Oxford University Press, 2003 325 pages
Review by Troy L Parrish
Parenting children can be a joyful challenge, it can also be taxing and worrisome. Of the many challenges parents face, dealing with your child’s anger can be one of the most disturbing. This book tries to help you as a parent be better equipped to help your son better manage and express their own anger.
The book is not written specifically about boys but I believe that it has much to offer in terms of helping children deal with anger. It begins by educating the reader about the nature of anger, what makes us angry and why we react to anger the way we do. This is a completely secular work so Dr. Golden’s perspective on what makes us angry depends almost exclusively on psychology. Despite this fact, the book has a great deal to say of value in helping you understand why people get angry and why anger gets expressed in the variety of ways that it does.
The author then takes this base of understanding and begins to help you as a parent begin to understand your own anger and challenge you as a parent to examine how you manage and express your own anger. This principle is significant because you will certainly be an important model for child in the attitudes and behaviors you exhibit. An important first step in helping your child learn to manage their anger is for you to have better control over your own anger.
The book then discusses the various ways that anger may manifest in children and teens. This is significant because anger can and often is expressed in a variety of ways and may not always be readily identifiable as anger. As a consequence, if we misidentify an emotion, our reaction to that emotion or the behavior being driven by that emotion, our response may be inappropriate to the situation or worse yet, may inflame the situation or serve to entrench problem behavior.

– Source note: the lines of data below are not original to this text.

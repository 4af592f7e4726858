use crate::graph::GraphAdapter;
use crate::ir::{EdgeSpec, NodeSpec};
use crate::memory::MemoryGraph;
use anyhow::{Context, Result};
use serde::{Deserialize, Serialize};

/// Input document: plain nodes plus candidate edges whose endpoints may name
/// other edges.
#[derive(Debug, Clone, Default, PartialEq, Serialize, Deserialize)]
pub struct GraphDocument {
    #[serde(default)]
    pub nodes: Vec<NodeSpec>,
    #[serde(default)]
    pub edges: Vec<EdgeSpec>,
}

impl GraphDocument {
    /// Builds a host graph holding the document's nodes. Edges are left to
    /// the caller so they go through endpoint resolution.
    pub fn build_graph(&self) -> Result<MemoryGraph> {
        let mut graph = MemoryGraph::new();
        for (idx, node) in self.nodes.iter().enumerate() {
            graph
                .add_node(node.clone())
                .with_context(|| format!("node #{idx} could not be added"))?;
        }
        Ok(graph)
    }
}

pub fn parse_document(input: &str) -> Result<GraphDocument> {
    match serde_json::from_str(input) {
        Ok(doc) => Ok(doc),
        Err(json_err) => json5::from_str(input)
            .map_err(|_| json_err)
            .context("graph document is neither JSON nor JSON5"),
    }
}
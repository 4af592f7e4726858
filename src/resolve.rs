use crate::error::{EdgeConnectionError, Result};
use crate::graph::GraphAdapter;
use crate::ir::{EdgeSpec, ElementId, ElementRef, End};
use crate::proxy::ProxyManager;
use tracing::{debug, trace};

/// Most rounds a batch may take. Legitimate nesting stays far below this; a
/// batch that needs more has a reference cycle.
pub const ROUND_LIMIT: usize = 10;

#[derive(Debug, Clone, PartialEq, Eq)]
pub enum AddOutcome {
    Committed(ElementId),
    /// The named end does not exist yet; nothing was committed.
    Unresolved(End),
}

#[derive(Debug, Clone, Default, PartialEq, Eq)]
pub struct BatchReport {
    pub rounds: usize,
    /// Committed edge ids in commit order.
    pub committed: Vec<ElementId>,
}

/// Points one end of `edge` at a node. An end naming a node is left alone; an
/// end naming an edge is rewritten to that edge's proxy. Returns false if the
/// end names nothing.
pub fn resolve_endpoint<G: GraphAdapter>(
    graph: &G,
    proxies: &ProxyManager,
    edge: &mut EdgeSpec,
    end: End,
) -> Result<bool> {
    let id = edge.endpoint(end);
    let proxy_id = match graph.get(id) {
        None => return Ok(false),
        Some(ElementRef::Node(_)) => return Ok(true),
        Some(ElementRef::Edge(target)) => proxies.proxy_of(graph, &target.id)?.id.clone(),
    };
    trace!(%id, proxy = %proxy_id, %end, "endpoint names an edge, using its proxy");
    edge.set_endpoint(end, proxy_id);
    Ok(true)
}

/// Resolves both ends and, if both resolve, commits the edge and gives it a
/// proxy. Ends resolved before a failing one stay rewritten.
pub fn add_one<G: GraphAdapter>(
    graph: &mut G,
    proxies: &ProxyManager,
    edge: &mut EdgeSpec,
) -> Result<AddOutcome> {
    for end in End::BOTH {
        if !resolve_endpoint(graph, proxies, edge, end)? {
            return Ok(AddOutcome::Unresolved(end));
        }
    }
    let edge_id = graph.add_edge(edge.clone())?;
    proxies.create_proxy(graph, &edge_id)?;
    Ok(AddOutcome::Committed(edge_id))
}

/// Unresolvable-endpoint error for an edge that [`add_one`] left uncommitted.
pub fn unresolvable(edge: &EdgeSpec, end: End) -> EdgeConnectionError {
    EdgeConnectionError::UnresolvableEndpoint {
        edge: edge.to_string(),
        end,
        id: edge.endpoint(end).clone(),
    }
}

/// Commits a set of edges that may reference each other in any order.
///
/// Each round tries every remaining edge in order; an edge committed early in
/// a round can already serve as an endpoint later in the same round. Fails
/// with [`EdgeConnectionError::ResolutionLimitExceeded`] when edges remain
/// after [`ROUND_LIMIT`] rounds.
pub fn add_batch<G: GraphAdapter>(
    graph: &mut G,
    proxies: &ProxyManager,
    edges: Vec<EdgeSpec>,
) -> Result<BatchReport> {
    let mut report = BatchReport::default();
    let mut pending = edges;
    while !pending.is_empty() {
        if report.rounds == ROUND_LIMIT {
            return Err(EdgeConnectionError::ResolutionLimitExceeded {
                limit: ROUND_LIMIT,
                unresolved: pending,
            });
        }
        report.rounds += 1;

        let mut unresolved = Vec::with_capacity(pending.len());
        for mut edge in pending {
            match add_one(graph, proxies, &mut edge)? {
                AddOutcome::Committed(id) => report.committed.push(id),
                AddOutcome::Unresolved(_) => unresolved.push(edge),
            }
        }
        trace!(
            round = report.rounds,
            committed = report.committed.len(),
            remaining = unresolved.len(),
            "add-edges round finished"
        );
        pending = unresolved;
    }
    debug!("{} add-edges rounds", report.rounds);
    Ok(report)
}
#[cfg(feature = "cli")]
pub mod cli;
pub mod config;
pub mod connections;
pub mod document;
pub mod dump;
pub mod error;
pub mod graph;
pub mod ir;
pub mod memory;
pub mod proxy;
pub mod resolve;
pub mod selector;
pub mod sync;

#[cfg(feature = "cli")]
pub use cli::run;
pub use config::{Config, load_config};
pub use connections::EdgeConnections;
pub use document::{GraphDocument, parse_document};
pub use error::{EdgeConnectionError, Result};
pub use graph::{EventKind, GraphAdapter, GraphError, GraphEvent, Notification, SubscriptionId};
pub use ir::{
    Edge, EdgeSpec, Element, ElementId, ElementKind, ElementRef, End, GraphElement, Node,
    NodeSpec, Position,
};
pub use memory::MemoryGraph;
pub use proxy::ProxyManager;
pub use resolve::{BatchReport, ROUND_LIMIT};
pub use selector::Selector;
pub use sync::Synchronizer;
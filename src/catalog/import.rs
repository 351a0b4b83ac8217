use log::{error, info, warn};
use serde::Serialize;

use crate::catalog::models::{Artifact, ArtifactId};
use crate::definition::ArtifactDefinition;
use crate::error::{CatalogError, Result};

/// Outcome of a bulk import, in input order.
#[derive(Debug, Serialize, Clone, Default, PartialEq, Eq)]
pub struct ImportReport {
    #[serde(rename = "ids")]
    pub succeeded_ids: Vec<ArtifactId>,
    #[serde(rename = "failed")]
    pub failed_names: Vec<String>,
}

impl ImportReport {
    /// True when items were rejected and none were stored.
    pub fn is_total_failure(&self) -> bool {
        self.succeeded_ids.is_empty() && !self.failed_names.is_empty()
    }

    /// Turn an import where every item collided into an error.
    pub fn into_outcome(self) -> Result<Self> {
        if self.is_total_failure() {
            Err(CatalogError::ArtifactAlreadyExists(self.failed_names.join(", ")))
        } else {
            Ok(self)
        }
    }
}

/// Run `upsert` over every definition in order.
///
/// Name collisions are recorded and the batch carries on. Any other error
/// stops the batch and is returned; items stored before it stay stored.
pub fn import_all<'d, I, F>(definitions: I, mut upsert: F) -> Result<ImportReport>
where
    I: IntoIterator<Item = &'d ArtifactDefinition>,
    F: FnMut(&ArtifactDefinition) -> Result<Artifact>,
{
    let mut report = ImportReport::default();

    for definition in definitions {
        match upsert(definition) {
            Ok(artifact) => report.succeeded_ids.push(artifact.id),
            Err(e) if e.is_fatal_for_import() => {
                error!("Import aborted at {}: {}", definition.name, e);
                return Err(e);
            }
            Err(e) => {
                warn!("Skipping {}: {}", definition.name, e);
                report.failed_names.push(definition.name.clone());
            }
        }
    }

    info!(
        "Imported {} artifacts, {} failed",
        report.succeeded_ids.len(),
        report.failed_names.len()
    );
    Ok(report)
}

Of course, no book on anger would be of any value if it did not provide concrete ways of dealing with the anger. The author does provide a number of chapters on various ways to teach our children how to manage their anger. The book does seem fairly thorough in its discussion of methods of managing anger, from examining and challenging expectations and self talk to the important stage of forgiveness, the author really does provide things that parents can do to help their son manage his anger better.

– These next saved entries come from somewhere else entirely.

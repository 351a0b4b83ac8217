use thiserror::Error;

/// Errors raised by the catalog engine.
///
/// Each failure path of the catalog maps to exactly one variant so callers
/// can tell a name collision from a missing author or a dead store.
#[derive(Error, Debug)]
pub enum CatalogError {
    #[error("Missing author: {0}")]
    MissingAuthor(String),

    #[error("Artifact exists: {0}")]
    ArtifactAlreadyExists(String),

    #[error("User exists: {0}")]
    UserAlreadyExists(String),

    #[error("Invalid artifact definition: {0}")]
    InvalidDefinition(String),

    #[error("{entity} not found: {key}")]
    NotFound { entity: &'static str, key: String },

    #[error("Storage unavailable: {0}")]
    StorageUnavailable(#[from] rusqlite::Error),

    #[error("IO error: {0}")]
    Io(#[from] std::io::Error),
}

impl CatalogError {
    pub fn not_found(entity: &'static str, key: impl ToString) -> Self {
        CatalogError::NotFound {
            entity,
            key: key.to_string(),
        }
    }

    pub fn invalid(message: impl Into<String>) -> Self {
        CatalogError::InvalidDefinition(message.into())
    }

    /// Errors that stop a bulk import instead of being recorded per item.
    pub fn is_fatal_for_import(&self) -> bool {
        !matches!(self, CatalogError::ArtifactAlreadyExists(_))
    }
}

pub type Result<T> = std::result::Result<T, CatalogError>;

#[cfg(test)]
mod tests {
    use super::*;

    #[test]
    fn test_error_messages() {
        assert_eq!(
            CatalogError::MissingAuthor("admin".to_string()).to_string(),
            "Missing author: admin"
        );
        assert_eq!(
            CatalogError::ArtifactAlreadyExists("TestArtifact1".to_string()).to_string(),
            "Artifact exists: TestArtifact1"
        );
        assert_eq!(
            CatalogError::not_found("Artifact", 100).to_string(),
            "Artifact not found: 100"
        );
    }

    #[test]
    fn test_import_fatality() {
        assert!(!CatalogError::ArtifactAlreadyExists("a".to_string()).is_fatal_for_import());
        assert!(CatalogError::MissingAuthor("a".to_string()).is_fatal_for_import());
        let storage = CatalogError::StorageUnavailable(rusqlite::Error::InvalidQuery);
        assert!(storage.is_fatal_for_import());
    }
}
use log::{debug, info};

use crate::catalog::models::{Artifact, Associations, NewArtifact, VocabularyKind};
use crate::catalog::repository::Repository;
use crate::catalog::vocabulary;
use crate::definition::ArtifactDefinition;
use crate::error::{CatalogError, Result};

/// How an incoming definition is reconciled with the stored artifacts.
#[derive(Debug, Clone, Copy)]
pub enum ReconcileMode<'a> {
    /// Create an artifact named after the definition. An artifact with that
    /// name is overwritten only when `allow_replace` is set.
    Create { allow_replace: bool },
    /// Rewrite `existing`, including its name.
    Update { existing: &'a Artifact },
}

/// Create an artifact from `definition`, or overwrite the artifact of the
/// same name when `allow_replace` is set.
pub fn upsert<R: Repository + ?Sized>(
    repo: &R,
    definition: &ArtifactDefinition,
    author: &str,
    allow_replace: bool,
) -> Result<Artifact> {
    reconcile(repo, definition, author, ReconcileMode::Create { allow_replace })
}

/// Overwrite `existing` with `definition`, renaming it when the names differ.
pub fn update<R: Repository + ?Sized>(
    repo: &R,
    existing: &Artifact,
    definition: &ArtifactDefinition,
    author: &str,
) -> Result<Artifact> {
    reconcile(repo, definition, author, ReconcileMode::Update { existing })
}

/// Persist `definition` according to `mode`.
///
/// The author must exist and the name must not collide with another
/// artifact; both checks run before anything is written. The artifact's
/// author, name, data and all three association sets are then replaced.
pub fn reconcile<R: Repository + ?Sized>(
    repo: &R,
    definition: &ArtifactDefinition,
    author: &str,
    mode: ReconcileMode<'_>,
) -> Result<Artifact> {
    let author = repo
        .find_user_by_name(author)?
        .ok_or_else(|| CatalogError::MissingAuthor(author.to_string()))?;

    let target = match mode {
        ReconcileMode::Create { allow_replace } => {
            match repo.find_artifact_by_name(&definition.name)? {
                Some(_) if !allow_replace => {
                    return Err(CatalogError::ArtifactAlreadyExists(definition.name.clone()));
                }
                found => found,
            }
        }
        ReconcileMode::Update { existing } => {
            if existing.name != definition.name {
                let holder = repo.find_artifact_by_name(&definition.name)?;
                if holder.is_some_and(|holder| holder.id != existing.id) {
                    return Err(CatalogError::ArtifactAlreadyExists(definition.name.clone()));
                }
            }
            Some(existing.clone())
        }
    };

    let data = definition.to_canonical_json()?;
    let associations = resolve_associations(repo, definition)?;

    match target {
        None => {
            let artifact = repo.insert_artifact(NewArtifact {
                name: definition.name.clone(),
                data,
                author: author.id,
                associations,
            })?;
            info!("Created artifact {} ({}) for {}", artifact.name, artifact.id, author.name);
            Ok(artifact)
        }
        Some(mut artifact) => {
            if artifact.name != definition.name {
                debug!("Renaming artifact {} to {}", artifact.name, definition.name);
            }
            artifact.name = definition.name.clone();
            artifact.data = data;
            artifact.author = author.id;
            artifact.associations = associations;
            repo.update_artifact(&artifact)?;
            info!("Replaced artifact {} ({}) for {}", artifact.name, artifact.id, author.name);
            Ok(artifact)
        }
    }
}

/// Build the association sets of `definition` from scratch.
fn resolve_associations<R: Repository + ?Sized>(
    repo: &R,
    definition: &ArtifactDefinition,
) -> Result<Associations> {
    let mut associations = Associations::default();

    for label in &definition.labels {
        let entry = vocabulary::resolve(repo, VocabularyKind::Label, label, None)?;
        associations.labels.insert(entry.id);
    }

    for os in &definition.supported_os {
        let entry = vocabulary::resolve(repo, VocabularyKind::SupportedOs, os, None)?;
        associations.supported_os.insert(entry.id);
    }

    for source in &definition.sources {
        let indicator = source.type_indicator();
        let entry = vocabulary::resolve(repo, VocabularyKind::Source, indicator, None)?;
        associations.sources.insert(entry.id);
    }

    Ok(associations)
}
use std::fs;
use std::path::{Path, PathBuf};

use anyhow::{Context, Result};
use log::{debug, info};
use serde::{Deserialize, Serialize};

use crate::constants::{DEFAULT_AUTHOR, DEFAULT_DATABASE_PATH};

#[derive(Debug, Serialize, Deserialize, Clone, PartialEq, Eq)]
#[serde(default)]
pub struct CatalogConfig {
    /// SQLite database file
    pub database_path: PathBuf,
    /// Author used when a command does not name one
    pub default_author: String,
    /// Directory of YAML definitions loaded by `init`
    #[serde(skip_serializing_if = "Option::is_none")]
    pub seed_directory: Option<PathBuf>,
}

impl Default for CatalogConfig {
    fn default() -> Self {
        Self {
            database_path: PathBuf::from(DEFAULT_DATABASE_PATH),
            default_author: DEFAULT_AUTHOR.to_string(),
            seed_directory: None,
        }
    }
}

impl CatalogConfig {
    /// Load configuration from a YAML file
    pub fn from_yaml_file(path: &Path) -> Result<Self> {
        let content = fs::read_to_string(path)
            .context(format!("Failed to read config file: {}", path.display()))?;

        let config: CatalogConfig = serde_yaml::from_str(&content)
            .context("Failed to parse YAML config")?;

        debug!("Loaded configuration from {}", path.display());
        Ok(config)
    }

    /// Save configuration to a YAML file
    pub fn save_to_yaml_file(&self, path: &Path) -> Result<()> {
        let yaml = serde_yaml::to_string(self)
            .context("Failed to serialize config to YAML")?;

        fs::write(path, yaml)
            .context(format!("Failed to write config to {}", path.display()))?;

        info!("Saved configuration to {}", path.display());
        Ok(())
    }
}

/// Load the config at `config_path`, writing the defaults there first if
/// the file does not exist. Without a path the defaults are returned.
pub fn load_or_create_config(config_path: Option<&Path>) -> Result<CatalogConfig> {
    match config_path {
        Some(path) if path.exists() => CatalogConfig::from_yaml_file(path),
        Some(path) => {
            info!("Creating default config at {}", path.display());
            let default_config = CatalogConfig::default();
            default_config.save_to_yaml_file(path)?;
            Ok(default_config)
        }
        None => {
            debug!("No config path provided, using default configuration");
            Ok(CatalogConfig::default())
        }
    }
}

I will say that if you are looking for a book that will give you solutions to quickly deal with temper tantrums or teen disrespect and outbursts, this is not the book for you. You will only get value out of this book if you are committed to a longer term solution to your child’s anger problem. As you begin to read the book you quickly realize that the way the author advocates for you to teach healthy anger management is more of a teaching process than a quick set of consequences or ideas to immediately get your child’s anger under control. As if anticipating that some situations could require more immediate or more drastic measures, the author does provide a section of the book that discussed anger that may need special consideration. With some checklists as well as certain behaviors to look for, the book does provide some broad guidelines to help you ascertain whether or not you need some form of help in dealing with your child’s anger.

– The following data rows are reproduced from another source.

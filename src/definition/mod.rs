// Parsed artifact definitions and their file formats
mod artifact_definition;
mod source_type;
pub mod reader;
pub mod writer;

pub use artifact_definition::{ArtifactDefinition, SourceDefinition};
pub use source_type::SourceType;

There were a few points of objection I had with the book. The first objection was the suggestion that it is imperative that school have anger management programs and the subtle suggestion that leaving the training of children to manage their anger to parents alone would be insufficient. The primary concern with such an attitude is the inevitable values that would be included in anger management programs. I am convinced that parents, when committed to training their children, that they can do a much better job than a school program can do. The second suggestion that I had difficulty with was the use of meditation as a way of dealing with anger. I am not opposed to having children meditate on God’s word as a means of calming themselves, but the author suggests meditation that is clearly based in eastern religious practices and this I can not endorse. The final objection that I had is the suggestion of the construction and use of a behavior modification system. While I am a strong advocate of behavior modification programs, typically, when a child needs a behavioral modification program, the situation is becoming rather uncontrollable. I have yet to see parents be able to really construct and utilize a well designed behavioral modification program which in turn usually leads to some failure in the program and everyone feeling a little more hopeless about fixing the problem. If you are feeling the need to really use a true behavioral modification program, getting some help constructing and implementing the program would probably be a good idea.
In conclusion, I thought the book had a tremendous amount of really good information to offer. Again, if you are looking for a quick fix to an anger issue with your child, this is not the book for you. But I believe that a real solution to dealing with anger will not be a quick fix. If you would be offended by elements (such as meditation) that are inconsistent with Christian principles you may have some difficulty with this book as well. However, if you can take the lion share of information from this book that is really good and discard the minor amount that is problematic you may find this book very informative and beneficial.